XIII.

40 7 3
                                    


I want to talk about decompensation. It's a fun psychological medicine term to describe what it looks like when everything starts falling apart. I've done it a few hundred times, so even though I don't have the medical degree, I feel qualified to talk about it.

Alexander was falling apart. It was happening quickly and he couldn't stop it. He could barely even notice it happening.

Then Addison found out.

He'd been a social recluse for a few weeks. He still went to school everyday and by extension that meant he was still picking up Parker and Addison on the way most mornings, but he hadn't attended a party since that catalyst of a night. He hadn't gone over to Parker's after school studying. He'd gone to the boxing gym once, but really it was so he could justify that black eye he'd gotten to his mom. Sometimes he drove circles on the way home from school just to pretend he'd gone. He'd not even remembered to scuff the gloves up, so the lies were only half believable. The texts from the trainer were piling up.

As he was coming into spring, his course load had at least lessened. Seniors always seem to get a break on that second half of the year. The school is really just keeping them there to maintain the status quo or something. Alexander's German class had just started watching films. Even the classes that still had work to do, like calculus, seemed to be easing up. That was all really hard for him because it meant he had more free time to let himself crumble.

The spring fling was towards the end of March. It had been several months since he'd first noticed the problems, and they hadn't begun to lessen in any way. If anything, they were gradually worsening.

He decided not to go.

Except for he couldn't actually not go because of his mother. The second he indicated he might be skipping, her face had gone scrunched and concerned. Alexander noticed that because he'd recently developed a hyper awareness for every little feature that might tell him other people were seeing beyond his farce. He noticed everything with aggressive awareness.

When his mom made that questioning face, he followed it up with the only thing he thought might be acceptable to her. "Parker isn't going either. We're going to play video games at his house all night."

Then because she looked unsure still, he decided he was going to need to commit to the bit a little bit more.

"All my friends plan on getting drunk at the dance mom," he said with a false nervousness. "I don't want to be a part of that."

Her face softened. Alexander was flooded with a immeasurable amount of guilt. He'd just appealed to the part of his mother that was consistently vigilant. The part that feared for the safety of her children. What was worse was that he'd done it in a lie. Alexander wasn't fearful of peer pressure, because it hadn't ever worked on him anyways. Spring fling wasn't the place of temptation. If anything, there was nowhere he'd been offered drinks or drugs more than when at Parker's house.

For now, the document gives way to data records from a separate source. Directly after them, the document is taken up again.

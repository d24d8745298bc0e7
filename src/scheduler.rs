//! Round scheduler: drives every identity through mine, bid and submit,
//! then waits for the next round.

use std::sync::Arc;
use std::sync::atomic::{AtomicBool, Ordering};
use std::time::Duration;

use alloy_primitives::U256;
use tracing::{debug, error, info, warn};

use crate::chain::LedgerRpc;
use crate::identity::IdentitySet;
use crate::mining::{CandidateSource, RandomCandidates, SearchJob, SearchOutcome, Solution, Solver};
use crate::oracle::QuoteSource;
use crate::puzzle::{PuzzleReader, PuzzleState};
use crate::retry::{FailureStreak, RetryPolicy, bounded_exponential_backoff};
use crate::submitter::{SubmissionRequest, Submitter};

/// Quote discount per identity index
pub const BID_STEP: u64 = 10;

/// `max(0, quote - index * BID_STEP) * granularity`
pub fn bid_value(quote: u64, index: usize, granularity: U256) -> U256 {
    let discount = BID_STEP.saturating_mul(index as u64);
    U256::from(quote.saturating_sub(discount)).saturating_mul(granularity)
}

#[derive(Debug, Clone, PartialEq, Eq)]
pub enum RoundState {
    /// Needs a puzzle before mining can start
    Idle,
    Mining { identity: usize },
    Submitting { identity: usize, solution: Solution },
    AwaitingNextRound,
    Stopped,
}

/// Timing knobs of the scheduler
#[derive(Debug, Clone, Copy, PartialEq, Eq)]
pub struct SchedulerPolicy {
    /// Pause before each poll while awaiting the next round
    pub poll_interval: Duration,
    /// Extra pause after a poll that found the same round
    pub idle_backoff: Duration,
    /// Attempts per puzzle fetch
    pub fetch_retry: RetryPolicy,
    /// Consecutive failed fetches before logging at error level (0 = never)
    pub escalate_after: u32,
}

impl Default for SchedulerPolicy {
    fn default() -> Self {
        Self {
            poll_interval: Duration::from_secs(2),
            idle_backoff: Duration::from_secs(10),
            fetch_retry: RetryPolicy::default(),
            escalate_after: 5,
        }
    }
}

impl SchedulerPolicy {
    /// No pauses anywhere
    pub fn immediate() -> Self {
        Self {
            poll_interval: Duration::ZERO,
            idle_backoff: Duration::ZERO,
            fetch_retry: RetryPolicy::immediate(4),
            escalate_after: 5,
        }
    }
}

#[derive(Debug, Clone, Default, PartialEq, Eq)]
pub struct RunSummary {
    pub solutions: u64,
    pub submissions: u64,
    pub failed_submissions: u64,
    pub stale_restarts: u64,
    pub rounds_completed: u64,
}

pub struct RoundScheduler<R, Q, S, C = RandomCandidates> {
    reader: PuzzleReader<R>,
    oracle: Q,
    submitter: S,
    solver: Solver<C>,
    identities: IdentitySet,
    policy: SchedulerPolicy,
    state: RoundState,
    puzzle: Option<PuzzleState>,
    fetch_failures: FailureStreak,
    summary: RunSummary,
}

impl<R, Q, S, C> RoundScheduler<R, Q, S, C>
where
    R: LedgerRpc,
    Q: QuoteSource,
    S: Submitter,
    C: CandidateSource,
{
    pub fn new(
        rpc: R,
        oracle: Q,
        submitter: S,
        solver: Solver<C>,
        identities: IdentitySet,
        policy: SchedulerPolicy,
    ) -> Self {
        Self {
            reader: PuzzleReader::new(rpc, policy.fetch_retry),
            oracle,
            submitter,
            solver,
            identities,
            policy,
            state: RoundState::Idle,
            puzzle: None,
            fetch_failures: FailureStreak::new(policy.escalate_after),
            summary: RunSummary::default(),
        }
    }

    pub fn state(&self) -> &RoundState {
        &self.state
    }

    pub fn puzzle(&self) -> Option<&PuzzleState> {
        self.puzzle.as_ref()
    }

    pub fn reader(&self) -> &PuzzleReader<R> {
        &self.reader
    }

    pub fn oracle(&self) -> &Q {
        &self.oracle
    }

    pub fn submitter(&self) -> &S {
        &self.submitter
    }

    pub fn solver(&self) -> &Solver<C> {
        &self.solver
    }

    pub fn summary(&self) -> &RunSummary {
        &self.summary
    }

    /// Consecutive puzzle fetches that came back empty
    pub fn fetch_failures(&self) -> u32 {
        self.fetch_failures.count()
    }

    fn is_cancelled(&self) -> bool {
        self.solver.cancel_flag().load(Ordering::Relaxed)
    }

    /// Loop until cancelled
    pub async fn run(&mut self) -> RunSummary {
        while self.state != RoundState::Stopped {
            self.step().await;
        }
        info!(target: "miner::scheduler", summary = ?self.summary, "Scheduler stopped");
        self.summary.clone()
    }

    /// Perform one state transition and return the new state
    pub async fn step(&mut self) -> &RoundState {
        if self.is_cancelled() {
            self.state = RoundState::Stopped;
            return &self.state;
        }

        let next = match std::mem::replace(&mut self.state, RoundState::Idle) {
            RoundState::Idle => self.start_round().await,
            RoundState::Mining { identity } => self.mine(identity).await,
            RoundState::Submitting { identity, solution } => {
                self.submit(identity, solution).await;
                if identity + 1 < self.identities.len() {
                    RoundState::Mining {
                        identity: identity + 1,
                    }
                } else {
                    info!(
                        target: "miner::scheduler",
                        identities = self.identities.len(),
                        "All identities submitted, awaiting next round"
                    );
                    RoundState::AwaitingNextRound
                }
            }
            RoundState::AwaitingNextRound => self.await_next_round().await,
            RoundState::Stopped => RoundState::Stopped,
        };

        self.state = next;
        &self.state
    }

    async fn start_round(&mut self) -> RoundState {
        if self.puzzle.is_none() {
            match self.fetch_puzzle().await {
                Some(puzzle) => self.puzzle = Some(puzzle),
                None => {
                    let streak = self.fetch_failures.count();
                    let delay = bounded_exponential_backoff(
                        self.policy.poll_interval,
                        streak.saturating_sub(1),
                        self.policy.idle_backoff,
                    );
                    self.pause(delay).await;
                    return RoundState::Idle;
                }
            }
        }

        if let Some(puzzle) = &self.puzzle {
            info!(
                target: "miner::scheduler",
                round = puzzle.round_id,
                challenge = %puzzle.challenge,
                difficulty = %puzzle.difficulty.difficulty(),
                "Starting round"
            );
        }
        RoundState::Mining { identity: 0 }
    }

    async fn mine(&mut self, index: usize) -> RoundState {
        let (Some(puzzle), Some(identity)) = (&self.puzzle, self.identities.get(index)) else {
            return RoundState::Idle;
        };
        let job = SearchJob {
            challenge: puzzle.challenge,
            address: identity.address,
            target: puzzle.difficulty,
        };
        info!(
            target: "miner::scheduler",
            identity = index,
            address = %identity.address,
            round = puzzle.round_id,
            "Mining"
        );

        match self.solver.search(&job, &mut self.reader).await {
            SearchOutcome::Found(solution) => {
                self.summary.solutions += 1;
                RoundState::Submitting {
                    identity: index,
                    solution,
                }
            }
            SearchOutcome::Stale => {
                self.summary.stale_restarts += 1;
                self.puzzle = None;
                warn!(
                    target: "miner::scheduler",
                    identity = index,
                    "Puzzle changed mid-search, restarting at the first identity"
                );
                RoundState::Idle
            }
            SearchOutcome::Cancelled => RoundState::Stopped,
        }
    }

    async fn submit(&mut self, index: usize, solution: Solution) {
        let (Some(puzzle), Some(identity)) = (&self.puzzle, self.identities.get(index)) else {
            return;
        };
        let Some(contract_address) = self.reader.contract_address() else {
            warn!(target: "miner::scheduler", "No contract address, dropping solution");
            return;
        };

        let quote = self.oracle.fetch_quote(&puzzle.price_feed).await;
        let bid = bid_value(quote.value(), index, puzzle.granularity);
        if quote.is_degraded() {
            warn!(
                target: "miner::scheduler",
                identity = index,
                "Bidding with a zero quote"
            );
        }

        let request = SubmissionRequest {
            nonce: solution.nonce,
            round_id: puzzle.round_id,
            bid_value: bid,
            contract_address,
            identity: identity.clone(),
        };
        info!(
            target: "miner::scheduler",
            identity = index,
            nonce = request.nonce,
            round = request.round_id,
            bid = %request.bid_value,
            "Submitting"
        );

        match self.submitter.submit(&request).await {
            Ok(()) => self.summary.submissions += 1,
            Err(err) => {
                self.summary.failed_submissions += 1;
                warn!(
                    target: "miner::scheduler",
                    identity = index,
                    error = %err,
                    "Submission failed"
                );
            }
        }
    }

    async fn await_next_round(&mut self) -> RoundState {
        self.pause(self.policy.poll_interval).await;

        let Some(fresh) = self.fetch_puzzle().await else {
            return RoundState::AwaitingNextRound;
        };

        let advanced = match &self.puzzle {
            Some(mined) => fresh.starts_new_round_after(mined),
            None => true,
        };
        if advanced {
            info!(
                target: "miner::scheduler",
                round = fresh.round_id,
                "Round advanced"
            );
            self.summary.rounds_completed += 1;
            self.puzzle = Some(fresh);
            return RoundState::Idle;
        }

        debug!(target: "miner::scheduler", round = fresh.round_id, "Round unchanged");
        self.pause(self.policy.idle_backoff).await;
        RoundState::AwaitingNextRound
    }

    async fn fetch_puzzle(&mut self) -> Option<PuzzleState> {
        match self.reader.fetch_with_retry().await {
            Some(puzzle) => {
                let streak = self.fetch_failures.reset();
                if streak > 0 {
                    info!(
                        target: "miner::scheduler",
                        failures = streak,
                        "Puzzle fetch recovered"
                    );
                }
                Some(puzzle)
            }
            None => {
                if self.fetch_failures.record_failure() {
                    error!(
                        target: "miner::scheduler",
                        failures = self.fetch_failures.count(),
                        "Puzzle state unavailable"
                    );
                } else {
                    warn!(
                        target: "miner::scheduler",
                        failures = self.fetch_failures.count(),
                        "No puzzle state, will retry"
                    );
                }
                None
            }
        }
    }

    /// Sleep, waking early when cancelled
    async fn pause(&self, duration: Duration) {
        pause_unless_cancelled(duration, &self.solver.cancel_flag()).await;
    }
}

async fn pause_unless_cancelled(duration: Duration, cancel: &Arc<AtomicBool>) {
    const TICK: Duration = Duration::from_millis(100);
    let mut remaining = duration;
    while !remaining.is_zero() && !cancel.load(Ordering::Relaxed) {
        let nap = remaining.min(TICK);
        tokio::time::sleep(nap).await;
        remaining -= nap;
    }
}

"Who all is going to be there?" She asked him.

"Just Parker," he said.

You should know at this point, that Parker was actually not going to be there. Parker had plans that night for sure. Recently he'd started seeing a girl named Crystal, and he had already told Alexander that he was hoping to go home with her. Apparently she had absentee parents too.

He'd also not questioned it at all when Alexander had asked to use his house as a hide out. Alexander had come to him with his fakest sincerity possible when describing how he just really needed to focus on his calculus homework. Since Parker was currently in the trenches of calculus, he sympathized.